Realising from trekkers’ blogs that interest in Prabalgad Fort was building online, he created a little website to publicise the bunkhouse his family have set up to earn a few extra rupees -a great example of a low-impact, grass-roots tourism initiative. With Nilesh acting as a translator on the mobile from the other side of the country, his brother-in-law, Kisan, showed us to a neatly painted little room decorated with pictures of Hindu gods and Bollywood stars. After a cooling bucket bath (the village lacks running water and only has an intermittent electricity supply), we settled down to a thali of wonderfully fragrant, spicy aubergines and rice infused with aromas of fresh curry leaves and wood smoke.
Pilot bagged the room. I bedded down on my camping mat in the yard outside, under the starriest of skies, and fell asleep listening to a cacophony of frogs and cicadas. They were still chirruping madly at 5am the following morning when I was awoken by Kisan carrying a tray of tea and kande pohe -a traditional Maharashtran breakfast made of beaten rice, freshly grated coconut, lime juice, green chillies and coriander leaf. Thus fortified, we stumbled through the inky darkness with Kisan leading the way, headtorch beams periodically illuminating the eyes of sleepy water buffalo as the path cut uphill through the forest.
By the time we’d climbed clear of the trees and reached the summit ridge of the mountain, the first rays of daylight were illuminating the plains below, shrouded in river mist and smoke. A trio of red-headed merlins soared from the crags below us, where the tip of the Kalavantin Pinnacle glowed orange in the foreground, framed by a backdrop of table-topped peaks. It took another hour of scrambling through boulders and undergrowth to reach the foot of the steps scraped from the sides of the pillar in medieval times. A troupe of black-faced langur monkeys eyed our progress suspiciously from the cliff above, sending up occasional whoops of alarm that echoed through the surrounding rocks. The climb turned out to be every bit as vertigo-inducing as it looked, but was rewarded with another stupendous view.

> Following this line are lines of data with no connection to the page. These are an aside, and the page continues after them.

/// Hall wallpaper. Violet stripes over near-black, flecked and stained,
/// with a skirting band at the bottom.
pub(super) fn wallpaper(w: u32, h: u32) -> RgbaImage {
    let mut img = RgbaImage::from_pixel(w, h, opaque(Rgb8::new(0x07, 0x04, 0x10)));
    let mut rng = rand::thread_rng();
    let fw = w as f32;
    let fh = h as f32;
    let u = fw / 1024.0;

    let step = (56.0 * u).max(2.0);
    let stripe_w = (28.0 * u).max(1.0);
    let mut x = 0.0;
    while x < fw {
        rect(&mut img, x, 0.0, x + stripe_w, fh, Rgb8::new(22, 8, 36), 0.3);
        x += step;
    }

    // Faded damask blotches
    for _ in 0..48 {
        let bx = rng.gen::<f32>() * fw;
        let by = rng.gen::<f32>() * fh;
        let r = (3.0 + rng.gen::<f32>() * 5.0) * u;
        ellipse(&mut img, bx, by, r, r * 1.3, Rgb8::new(30, 10, 50), 0.3);
    }

    // Something dried here a long time ago
    for _ in 0..9 {
        let bx = rng.gen::<f32>() * fw;
        let by = rng.gen::<f32>() * fh * 0.8;
        let a = 0.25 + rng.gen::<f32>() * 0.35;
        ellipse(&mut img, bx, by, 4.0 * u, 3.0 * u, Rgb8::new(88, 0, 0), a);
        let drip = (10.0 + rng.gen::<f32>() * 50.0) * u;
        let sway = (rng.gen::<f32>() - 0.5) * 6.0 * u;
        polyline(
            &mut img,
            &[(bx, by), (bx + sway, by + drip * 0.5), (bx, by + drip)],
            (2.5 + rng.gen::<f32>() * 2.0) * u,
            Rgb8::new(70, 0, 0),
            a * 0.9,
        );
    }

    let speck = (w * h / 480).max(64);
    for _ in 0..speck {
        let x = rng.gen_range(0..w) as i64;
        let y = rng.gen_range(0..h) as i64;
        blend(&mut img, x, y, Rgb8::new(0, 0, 0), rng.gen::<f32>() * 0.08);
    }

    // Skirting lines
    let lw = (1.5 * u).max(1.0);
    rect(&mut img, 0.0, fh * 0.86, fw, fh * 0.86 + lw, Rgb8::new(0, 0, 0), 0.75);
    rect(&mut img, 0.0, fh * 0.95, fw, fh * 0.95 + lw, Rgb8::new(0, 0, 0), 0.75);
    img
}

/// Gray bump sheet with random specks. White reads as raised.
pub(super) fn rough_bump(w: u32, h: u32, base_gray: u8, speck_max: u8) -> RgbaImage {
    let mut img = RgbaImage::from_pixel(w, h, opaque(Rgb8::new(base_gray, base_gray, base_gray)));
    let mut rng = rand::thread_rng();
    let count = (w * h / 96).max(32);
    for _ in 0..count {
        let v = rng.gen_range(0..=speck_max);
        let c = Rgb8::new(v, v, v);
        let x = rng.gen_range(0..w) as f32;
        let y = rng.gen_range(0..h) as f32;
        rect(&mut img, x, y, x + 2.0, y + 2.0, c, 1.0);
    }
    img
}

/// Hall floorboards running along the texture's y axis.
pub(super) fn planks(w: u32, h: u32) -> RgbaImage {
    let mut img = RgbaImage::from_pixel(w, h, opaque(Rgb8::new(0x06, 0x03, 0x01)));
    let mut rng = rand::thread_rng();
    let fw = w as f32;
    let fh = h as f32;
    let u = fw / 1024.0;
    let pw = fw / 8.0;
    let inset = (2.0 * u).max(1.0);

    let mut x = 0.0;
    while x < fw {
        let v = 0.6 + rng.gen::<f32>() * 0.5;
        let tone = Rgb8::new((18.0 * v) as u8, (9.0 * v) as u8, (4.0 * v) as u8);
        rect(&mut img, x + inset, 0.0, x + pw - inset, fh, tone, 1.0);

        for _ in 0..12 {
            let gx = x + inset + rng.gen::<f32>() * (pw - inset * 2.0);
            let gy = rng.gen::<f32>() * fh;
            let glen = (40.0 + rng.gen::<f32>() * 160.0) * u;
            polyline(
                &mut img,
                &[(gx, gy), (gx + (rng.gen::<f32>() - 0.5) * 4.0 * u, gy + glen)],
                1.0,
                Rgb8::new(0, 0, 0),
                rng.gen::<f32>() * 0.08,
            );
        }

        rect(&mut img, x, 0.0, x + (3.0 * u).max(1.0), fh, Rgb8::new(0, 0, 0), 1.0);
        x += pw;
    }

    // Old dark stains where things were set down
    for _ in 0..2 {
        let cx = rng.gen::<f32>() * fw;
        let cy = rng.gen::<f32>() * fh;
        glow(&mut img, cx, cy, 270.0 * u, Rgb8::new(0, 0, 0), 0.6);
    }
    img
}

/// Stair tread cap, grained along its length.
pub(super) fn tread(w: u32, h: u32) -> RgbaImage {
    let mut img = RgbaImage::new(w, h);
    hgradient(
        &mut img,
        &[
            (0.0, Rgb8::new(0x1e, 0x12, 0x08)),
            (0.5, Rgb8::new(0x2e, 0x1c, 0x0e)),
            (1.0, Rgb8::new(0x12, 0x0c, 0x04)),
        ],
    );
    let mut rng = rand::thread_rng();
    let fh = h as f32;
    for _ in 0..16 {
        let y = rng.gen::<f32>() * fh;
        rect(&mut img, 0.0, y, w as f32, y + 1.0, Rgb8::new(0, 0, 0), rng.gen::<f32>() * 0.09);
    }
    img
}

/// Vertical boarding, tinted by `tone`. Used for window shutters and
/// the yard fence.
pub(super) fn boards(w: u32, h: u32, tone: Rgb8) -> RgbaImage {
    let base = tone.scaled(0.4);
    let mut img = RgbaImage::from_pixel(w, h, opaque(base));
    let mut rng = rand::thread_rng();
    let fw = w as f32;
    let fh = h as f32;
    let u = fw / 512.0;
    let bw = fw / 6.0;
    let inset = (2.0 * u).max(1.0);

    let mut x = 0.0;
    while x < fw {
        let v = 0.7 + rng.gen::<f32>() * 0.5;
        rect(&mut img, x + inset, 0.0, x + bw - inset, fh, tone.scaled(0.4 * v), 1.0);
        for _ in 0..10 {
            let gx = x + inset + rng.gen::<f32>() * (bw - inset * 2.0).max(1.0);
            let gy = rng.gen::<f32>() * fh * 0.7;
            polyline(
                &mut img,
                &[(gx, gy), (gx + (rng.gen::<f32>() - 0.5) * 3.0 * u, gy + fh * 0.3 * rng.gen::<f32>())],
                1.0,
                Rgb8::new(0, 0, 0),
                rng.gen::<f32>() * 0.12,
            );
        }
        rect(&mut img, x, 0.0, x + (3.0 * u).max(1.0), fh, Rgb8::new(0, 0, 0), 0.8);
        // Nail heads top and bottom
        for ny in [fh * 0.06, fh * 0.94] {
            ellipse(&mut img, x + bw * 0.5, ny, 2.5 * u, 2.5 * u, Rgb8::new(0x0a, 0x0a, 0x0c), 0.9);
        }
        x += bw;
    }
    img
}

Gazing at the hulks of newly built tower blocks looming out of the smog on the horizon, I was struck by what a different kind of India we’d spent the past 12 hours in – a far cry from the fumes, dust and clamour most other travellers were waking up to. There wasn’t a speck of litter anywhere to be seen and the fresh morning air was filled with birdsong and the scent of forest herbs. The next mountain on our itinerary was more remote still. Like Prabalgad, Bhimashankar doesn’t feature in any guidebooks, despite being the site of one of the country’s holiest Shiva shrines. A tarred road winds to it from the east. But the traditional approach is on foot, via a trail that twists through magnificent jungle and cliffs.
The huge escarpments buttressing Bhimashankar looked all the more intimidating in the gathering dusk. We’d been late setting off, and by the time we reached the machi halfway up we were walking in total darkness. Hundreds of tiny flecks of light sparkled on the forest floor. I thought they were fragments of mica, but they turned out to be spiders’ eyes reflecting the light of our torch beams. Fat rain drops were falling when we finally arrived at the machi village – harbingers of one of the most violent, ear-splitting electrical storms I’ve ever witnessed. Spectacular flashes of fork lightning soon lit up the cliff. Then the rain started in earnest, cascading in torrents off the terracotta roof tiles. We certainly would not be making it to the hotel that we’d booked for the night outside Bhimashankar.
Luckily, the local lad we’d employed to guide us, Ganesh, had family in the village. Unfazed by the sudden appearance of two foreigners in the middle of a raging tempest, our hosts rustled up a fabulous meal made entirely from produce grown in their own plot. Afterwards, the grandfather proudly showed us the rice mill recently donated to the village by the government. How on earth did they get that heavy kit up here?” wondered Pilot. “It must weigh a few tonnes.” The question was answered the following morning after we’d thanked our hosts and followed Ganesh up the old pilgrims’ trail. Travelling downhill in the opposite direction were two young men carrying a spare part for the mill on a long bamboo pole. It had been driven to the top of the mountain on the road, like everything else the machi villagers needed that they couldn’t make themselves, and was now being carried down to the village.